Both d[j] and c[j] can be found with the following algorithm, which uses the stack.

1. Iterate through the characters of the string.
2. If the current character is opening a bracket, put its position into the stack.
3. If the current character is a closing bracket, there are 2 subcases:
• The stack is empty - this means that the current closing bracket doesn't have a corresponding open one. Hence, both d[j] and c[j] are equal to -1.
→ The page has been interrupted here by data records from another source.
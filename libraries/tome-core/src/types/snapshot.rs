/// Persisted session snapshot, one record per book
use super::book::BookId;
use serde::{Deserialize, Serialize};

/// Serialized form of a playback session
///
/// Indices and positions are signed so records written by older or
/// foreign writers can be read back and clamped instead of rejected.
/// `queue_order` and `queue_current_index` are absent in records written
/// before queue persistence existed; absence means "use natural order".
#[derive(Debug, Clone, PartialEq, Eq, Serialize, Deserialize)]
#[serde(rename_all = "camelCase")]
pub struct SessionSnapshot {
    pub book_identity: BookId,

    pub current_track_index: i64,

    pub current_position_ms: i64,

    #[serde(default, skip_serializing_if = "Option::is_none")]
    pub queue_order: Option<Vec<i64>>,

    #[serde(default, skip_serializing_if = "Option::is_none")]
    pub queue_current_index: Option<i64>,
}

impl SessionSnapshot {
    /// Snapshot without queue information
    pub fn new(book_identity: BookId, current_track_index: i64, current_position_ms: i64) -> Self {
        Self {
            book_identity,
            current_track_index,
            current_position_ms,
            queue_order: None,
            queue_current_index: None,
        }
    }

    /// Attach a queue and its cursor
    #[must_use]
    pub fn with_queue(mut self, queue: &[usize], cursor: usize) -> Self {
        self.queue_order = Some(queue.iter().map(|&i| i as i64).collect());
        self.queue_current_index = Some(cursor as i64);
        self
    }
}
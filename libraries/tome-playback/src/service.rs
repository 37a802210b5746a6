//! Session actor
//!
//! Runs one [`SessionController`] on its own tokio task. UI commands, engine
//! callbacks, and ticker wake-ups all arrive on the same channel and are
//! applied strictly in arrival order.
//!
//! Snapshot writes leave the actor through a [`QueuedStore`], so progress
//! ticks and queue edits never wait on the disk. Shutdown waits for every
//! queued write before acknowledging.

use crate::command::{Inbound, SessionCommand};
use crate::config::SessionConfig;
use crate::controller::SessionController;
use crate::error::{Result, SessionError};
use crate::events::SessionEvent;
use crate::types::SessionView;
use std::sync::Arc;
use tokio::sync::mpsc::{self, UnboundedReceiver, UnboundedSender};
use tokio::sync::oneshot;
use tome_core::{AudioEngine, Book, SessionStore};
use tome_storage::QueuedStore;
use tracing::{debug, warn};

/// Spawns session actors
pub struct SessionService;

impl SessionService {
    /// Start a session actor on the current tokio runtime
    ///
    /// # Panics
    /// Panics when called outside a tokio runtime
    pub fn spawn(
        engine: impl AudioEngine + 'static,
        store: Arc<dyn SessionStore>,
        config: SessionConfig,
    ) -> SessionHandle {
        let store: Arc<dyn SessionStore> = match QueuedStore::spawn(Arc::clone(&store)) {
            Ok(queued) => Arc::new(queued),
            Err(e) => {
                warn!("Snapshot writer unavailable, writing inline: {}", e);
                store
            }
        };

        let (tx, rx) = mpsc::unbounded_channel();
        let controller = SessionController::with_inbox(Box::new(engine), store, config, tx.clone());

        tokio::spawn(Self::run(controller, rx));

        SessionHandle {
            tx: tx.clone(),
            _guard: Arc::new(ShutdownGuard { tx }),
        }
    }

    async fn run(mut controller: SessionController, mut rx: UnboundedReceiver<Inbound>) {
        debug!("Session actor started");
        while let Some(inbound) = rx.recv().await {
            if !controller.dispatch(inbound) {
                break;
            }
        }
        debug!("Session actor stopped");
    }
}

/// Shuts the actor down when the last handle clone is dropped
#[derive(Debug)]
struct ShutdownGuard {
    tx: UnboundedSender<Inbound>,
}

impl Drop for ShutdownGuard {
    fn drop(&mut self) {
        let _ = self.tx.send(Inbound::Shutdown(None));
    }
}

/// Cloneable command surface of a running session actor
#[derive(Debug, Clone)]
pub struct SessionHandle {
    tx: UnboundedSender<Inbound>,
    _guard: Arc<ShutdownGuard>,
}

impl SessionHandle {
    fn send(&self, command: SessionCommand) -> Result<()> {
        self.tx
            .send(command.into())
            .map_err(|_| SessionError::ServiceClosed)
    }

    async fn request<T>(
        &self,
        make: impl FnOnce(oneshot::Sender<T>) -> SessionCommand,
    ) -> Result<T> {
        let (reply, rx) = oneshot::channel();
        self.send(make(reply))?;
        rx.await.map_err(|_| SessionError::ServiceClosed)
    }

    /// See [`SessionController::load_book`]
    pub async fn load_book(&self, book: Book, resume: bool) -> Result<bool> {
        self.request(|reply| SessionCommand::LoadBook {
            book,
            resume,
            reply,
        })
        .await?
    }

    pub fn play(&self) -> Result<()> {
        self.send(SessionCommand::Play)
    }

    pub fn pause(&self) -> Result<()> {
        self.send(SessionCommand::Pause)
    }

    pub fn stop(&self) -> Result<()> {
        self.send(SessionCommand::Stop)
    }

    pub fn seek_to(&self, position_ms: u64) -> Result<()> {
        self.send(SessionCommand::SeekTo(position_ms))
    }

    pub fn rewind(&self) -> Result<()> {
        self.send(SessionCommand::Rewind)
    }

    pub fn forward(&self) -> Result<()> {
        self.send(SessionCommand::Forward)
    }

    pub fn next_track(&self) -> Result<()> {
        self.send(SessionCommand::NextTrack)
    }

    pub fn previous_track(&self) -> Result<()> {
        self.send(SessionCommand::PreviousTrack)
    }

    pub async fn move_to_queue_position(&self, position: usize) -> Result<()> {
        self.request(|reply| SessionCommand::MoveToQueuePosition { position, reply })
            .await?
    }

    pub async fn reorder_queue(&self, from: usize, to: usize) -> Result<()> {
        self.request(|reply| SessionCommand::ReorderQueue { from, to, reply })
            .await?
    }

    pub async fn remove_from_queue(&self, position: usize) -> Result<()> {
        self.request(|reply| SessionCommand::RemoveFromQueue { position, reply })
            .await?
    }

    /// Returns the queue position the entry landed at
    pub async fn add_to_queue(&self, track_index: usize, position: Option<usize>) -> Result<usize> {
        self.request(|reply| SessionCommand::AddToQueue {
            track_index,
            position,
            reply,
        })
        .await?
    }

    /// Attach as the single event subscriber
    pub async fn subscribe(&self) -> Result<UnboundedReceiver<SessionEvent>> {
        self.request(|reply| SessionCommand::Subscribe { reply })
            .await
    }

    pub fn unsubscribe(&self) -> Result<()> {
        self.send(SessionCommand::Unsubscribe)
    }

    /// Current state of every read accessor
    pub async fn inspect(&self) -> Result<SessionView> {
        self.request(|reply| SessionCommand::Inspect { reply }).await
    }

    /// Persist, release the engine, and stop the actor
    ///
    /// Requests issued afterwards fail with `ServiceClosed`.
    pub async fn shutdown(&self) -> Result<()> {
        let (ack, rx) = oneshot::channel();
        self.tx
            .send(Inbound::Shutdown(Some(ack)))
            .map_err(|_| SessionError::ServiceClosed)?;
        rx.await.map_err(|_| SessionError::ServiceClosed)
    }
}
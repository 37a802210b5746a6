/// Track types supplied by the book catalog
use serde::{Deserialize, Serialize};
use std::fs::File;
use std::path::{Path, PathBuf};

/// Where the audio engine reads a track from
#[derive(Debug, Clone, PartialEq, Eq, Hash, Serialize, Deserialize)]
#[serde(tag = "type", content = "location", rename_all = "lowercase")]
pub enum TrackSource {
    /// Local file path
    File(PathBuf),

    /// Opaque content URI resolved by the engine
    Uri(String),
}

impl TrackSource {
    /// Create a file source
    pub fn file(path: impl Into<PathBuf>) -> Self {
        Self::File(path.into())
    }

    /// Create a URI source
    pub fn uri(uri: impl Into<String>) -> Self {
        Self::Uri(uri.into())
    }

    /// Human readable location, used in log lines
    pub fn location(&self) -> String {
        match self {
            Self::File(path) => path.display().to_string(),
            Self::Uri(uri) => uri.clone(),
        }
    }
}

/// One playable audio file of a book
///
/// Immutable once the book is loaded into a session.
#[derive(Debug, Clone, PartialEq, Eq, Serialize, Deserialize)]
pub struct Track {
    /// Display name (usually the file name)
    pub name: String,

    /// File size in bytes (0 when unknown)
    pub size_bytes: u64,

    /// Whether the source could be opened for reading when the catalog scanned it
    pub readable: bool,

    /// Handle the engine adapter opens
    pub source: TrackSource,
}

impl Track {
    /// Create a readable track of unknown size
    pub fn new(name: impl Into<String>, source: TrackSource) -> Self {
        Self {
            name: name.into(),
            size_bytes: 0,
            readable: true,
            source,
        }
    }

    /// Build a track from a local file, probing size and readability
    ///
    /// A missing or unreadable file still yields a track; it is flagged
    /// unreadable so the controller can report it when it is reached.
    pub fn from_path(path: impl AsRef<Path>) -> Self {
        let path = path.as_ref();
        let name = path
            .file_name()
            .map(|n| n.to_string_lossy().into_owned())
            .unwrap_or_else(|| "Unknown".to_string());

        let (size_bytes, is_file) = std::fs::metadata(path)
            .map(|m| (m.len(), m.is_file()))
            .unwrap_or((0, false));
        let readable = is_file && File::open(path).is_ok();

        Self {
            name,
            size_bytes,
            readable,
            source: TrackSource::File(path.to_path_buf()),
        }
    }

    /// Set the file size
    #[must_use]
    pub fn with_size(mut self, size_bytes: u64) -> Self {
        self.size_bytes = size_bytes;
        self
    }

    /// Mark the track as unreadable
    #[must_use]
    pub fn unreadable(mut self) -> Self {
        self.readable = false;
        self
    }
}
• The stack is not empty - we will have the position of the corresponding open bracket on the top of the stack - let's put it to d[j] and remove this position from the stack. Now it is obvious, that c[j] is equal at least to d[j]. But probably, there is a better value for c[j]. To find this out, we just need to look at the position d[j] - 1. If there is a closing bracket at this position, and c[d[j] - 1] is not -1, than we have 2 regular bracket sequences s(c[d[j] - 1], d[j] - 1) and s(d[j], j), which can be concatenated into one larger regular bracket sequence. So we put c[j] to be c[d[j] - 1] for this case.